In the scanning electron microscopy images, the formation of agglomerates (Figure 6a,b) is observed, similar to the commercial Basolite F300, which is semi-amorphous. There is the formation of platelets or sheets, which layer the crystal, making the material porous. The material is made up of the organic and metal parts. Elemental analysis shows the presence of Fe, and the other elements are part of the sample holder and the sample coating. This same morphology is observed in the supporting materials, indicating that the incorporation of TiO₂ NPs into the MOF does not show a change in the morphology of the MOF (Figure S1).

2.1.4. Optical Measurements

The samples’ bandgap energy (Eg) was determined by transforming the diffuse reflectance UV–Vis spectra treated with the Tauc equation [38]. A tangent line to the slope is generated in an electronic transition (Figure S2) to determine the solids’ direct and indirect bandgap. The Eg values for all the materials synthetized are shown in Table 1. As can be observed, all materials synthetized could be activated with visible light. The incorporation of TiO₂ NPs into the MOF slightly decreases the bandgap. MOF MIL-100 and composite materials show a smaller bandgap. The bandgap reduction helps degrade dyes, which is essential if the photoexcited electrons can be transferred effectively from the MOF to the semiconductor.

The PL spectra (Figure 7) show that 2.5TiO₂/MIL-100 composite material has a low PL emission, while MIL-100 (Fe) has a high PL peak intensity, indicating that 2.5TiO₂/MIL-100 has a faster charge transfer ability with a prolonged lifetime of electron–hole pairs.
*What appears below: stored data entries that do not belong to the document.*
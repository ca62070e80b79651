//! counterd server binary.
//!
//! Configuration comes from `COUNTER_*` environment variables (see
//! [`counterd::config`]); log filtering from `RUST_LOG`.
//!
//! ```bash
//! RUST_LOG=info COUNTER_STORE_PATH=/data/counter.db cargo run --release --bin counterd
//! ```
//!
//! Several processes may share one `COUNTER_STORE_PATH`; each serves its own
//! port.

use std::process::ExitCode;

use tokio::net::TcpListener;
use tracing::{error, info};
use tracing_subscriber::{fmt, EnvFilter};

use counterd::server::{self, AppState};
use counterd::Config;

#[tokio::main]
async fn main() -> ExitCode {
    fmt().with_env_filter(EnvFilter::from_default_env()).init();

    match run().await {
        Ok(()) => ExitCode::SUCCESS,
        Err(e) => {
            error!(error = %e, "counterd failed");
            ExitCode::FAILURE
        }
    }
}

async fn run() -> counterd::Result<()> {
    let config = Config::from_env()?;

    info!(store = %config.store_path.display(), "Initializing state...");
    let state = AppState::open(&config).await?;

    let address = format!("0.0.0.0:{}", config.port);
    info!("Binding to {address}");
    let listener = TcpListener::bind(&address)
        .await
        .map_err(|e| counterd::Error::Config(format!("cannot bind {address}: {e}")))?;

    let served = server::serve(listener, state.clone(), server::shutdown_signal()).await;

    info!("Server shutting down...");
    state.shutdown().await;
    served
}
impl AppState {
    /// Opens the store and starts the broadcaster.
    ///
    /// Payments are checked against the confirmations `POST /api/payments`
    /// writes to the shared store, so any process can serve the multiply.
    pub async fn open(config: &Config) -> Result<Self> {
        let store = CounterStore::open_with_config(&config.store_path, config.store_config()).await?;
        let verifier = Arc::new(StorePaymentVerifier::new(store.clone()));
        Self::from_parts(config, store, verifier).await
    }

    /// Builds the state around an open store and a chosen payment verifier.
    pub async fn from_parts(
        config: &Config,
        store: CounterStore,
        verifier: Arc<dyn PaymentVerifier>,
    ) -> Result<Self> {
        let processor = OperationProcessor::new(
            store.clone(),
            verifier,
            Arc::new(TracingAttributionSink),
            config.processor_config(),
        );

        let registry = SessionRegistry::new(config.session_queue_size);
        let broadcaster = Broadcaster::spawn(store.clone(), registry, config.presence_interval).await?;

        Ok(Self {
            store,
            processor,
            broadcaster,
            idle_timeout: config.idle_timeout,
            admin_token: config.admin_token.as_deref().map(Arc::from),
        })
    }

    /// Closes every session, stops the broadcaster and shuts the store down.
    pub async fn shutdown(self) {
        self.broadcaster.registry().disconnect_all();
        self.broadcaster.shutdown().await;
        self.store.shutdown().await;
    }
}

/// Builds the router with CORS and request tracing.
pub fn router(state: AppState) -> Router {
    let cors = CorsLayer::new()
        .allow_methods([Method::GET, Method::POST, Method::OPTIONS])
        .allow_headers([CONTENT_TYPE, AUTHORIZATION])
        .max_age(Duration::from_secs(60 * 60));

    Router::new()
        .route("/ws", get(ws_handler))
        .route("/api/ping", post(ping_handler))
        .route("/api/viewers", get(viewers_handler))
        .route("/api/counter", get(counter_handler))
        .route("/api/counter/history", get(history_handler))
        .route("/api/payments", post(payment_webhook_handler))
        .layer(cors)
        .layer(TraceLayer::new_for_http())
        .with_state(state)
}

/// Serves until `shutdown` resolves.
pub async fn serve(
    listener: TcpListener,
    state: AppState,
    shutdown: impl Future<Output = ()> + Send + 'static,
) -> Result<()> {
    let address = listener
        .local_addr()
        .map_err(|e| Error::Config(format!("listener has no address: {e}")))?;
    info!("Server running on {address}");

    axum::serve(listener, router(state))
        .with_graceful_shutdown(shutdown)
        .await
        .map_err(|e| Error::StoreUnavailable(format!("server failed: {e}")))
}

/// Resolves on Ctrl+C or SIGTERM.
pub async fn shutdown_signal() {
    let ctrl_c = async {
        if tokio::signal::ctrl_c().await.is_ok() {
            info!("Received Ctrl+C, shutting down");
        } else {
            std::future::pending::<()>().await;
        }
    };

    #[cfg(unix)]
    let terminate = async {
        use tokio::signal::unix::{signal, SignalKind};
        match signal(SignalKind::terminate()) {
            Ok(mut sigterm) => {
                sigterm.recv().await;
                info!("Received terminate signal, shutting down");
            }
            Err(e) => {
                warn!(error = %e, "failed to install SIGTERM handler");
                std::future::pending::<()>().await;
            }
        }
    };

    #[cfg(not(unix))]
    let terminate = std::future::pending::<()>();

    tokio::select! {
        _ = ctrl_c => {},
        _ = terminate => {},
    }
}

// =============================================================================
// HTTP Errors
// =============================================================================

impl IntoResponse for Error {
    fn into_response(self) -> Response {
        let status = match &self {
            Error::MalformedMessage(_) => StatusCode::BAD_REQUEST,
            Error::Unauthorized => StatusCode::UNAUTHORIZED,
            Error::RateLimited { .. } | Error::TooManyPending => StatusCode::TOO_MANY_REQUESTS,
            Error::DuplicatePayment { .. } => StatusCode::CONFLICT,
            Error::PaymentRejected(_) => StatusCode::PAYMENT_REQUIRED,
            Error::PaymentTimeout => StatusCode::GATEWAY_TIMEOUT,
            e if e.is_systemic() => StatusCode::SERVICE_UNAVAILABLE,
            _ => StatusCode::INTERNAL_SERVER_ERROR,
        };

        let message = if self.is_systemic() {
            STORE_UNAVAILABLE_MESSAGE.to_string()
        } else {
            self.to_string()
        };

        (status, Json(json!({ "error": message }))).into_response()
    }
}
This behavior could explain the greater activity that this material presents. The introduction of TiO₂ in the MIL-100 (Fe) can separate the electron–hole pairs, reducing their recombination. The decrease in the recombination of charge carriers could increase the photocatalytic activity in the photocatalytic degradation of Orange II and Reactive Black 5 dyes as was observed previously.

2.2. Photocatalytic Activities

2.2.1. Photocatalytic Degradation of Orange II Dye

Figure 8a shows the UV–Vis spectra obtained of the Orange II photocatalytic degradation using the 2.5TiO₂/MIL-100 sample. In this case, a strong absorption band is observed at 485 nm corresponding to the N=N chromophore group, this being the characteristic peak used to follow the kinetics of the reaction. It shows a gradual decrease of absorbance as the degradation time increases; after 105 min of being exposed to light, it almost eliminates the dye. Figure 8b–d show the C(t)/C₀ concentration ratio vs. reaction time. C₀ is the initial Orange II dye concentration, and C(t) is the residual concentration at time t. Table 2 shows the removal percentages of the Orange II dye for the series of materials MIL-53, MIL-100, and Fe-BTC as a function of reaction time. As can be seen, Table 2 shows that the highest Orange II dye removal percentage is observed in the 2.5TiO₂/MIL-100 sample with 96.9%.

2.2.2. Photocatalytic Degradation of Reactive Black Dye

Figure 9a shows the UV–Vis spectra of the monitoring of the degradation of the Reactive Black dye 5 using MOF 2.5TiO₂/MIL-100. A strong absorption band is observed at 598 nm corresponding to the N=N chromophore group, being the characteristic peak, and was used to follow the kinetics of the reaction. Table 2 shows the degradation percentages of the Reactive Black 5 dye for the series of materials MIL-53, MIL-100, and Fe-BTC as a function of reaction time. The incorporation of the TiO₂ NPs into the MOF Fe-BTC slightly improves the degradation percentage of the Reactive Black 5 dye, related to a slight decrease in the bandgap. The comparison of all materials at 105 min of the reaction (Table 2) revealed that the materials of the MIL-100 series showed the highest percentage of dye removal.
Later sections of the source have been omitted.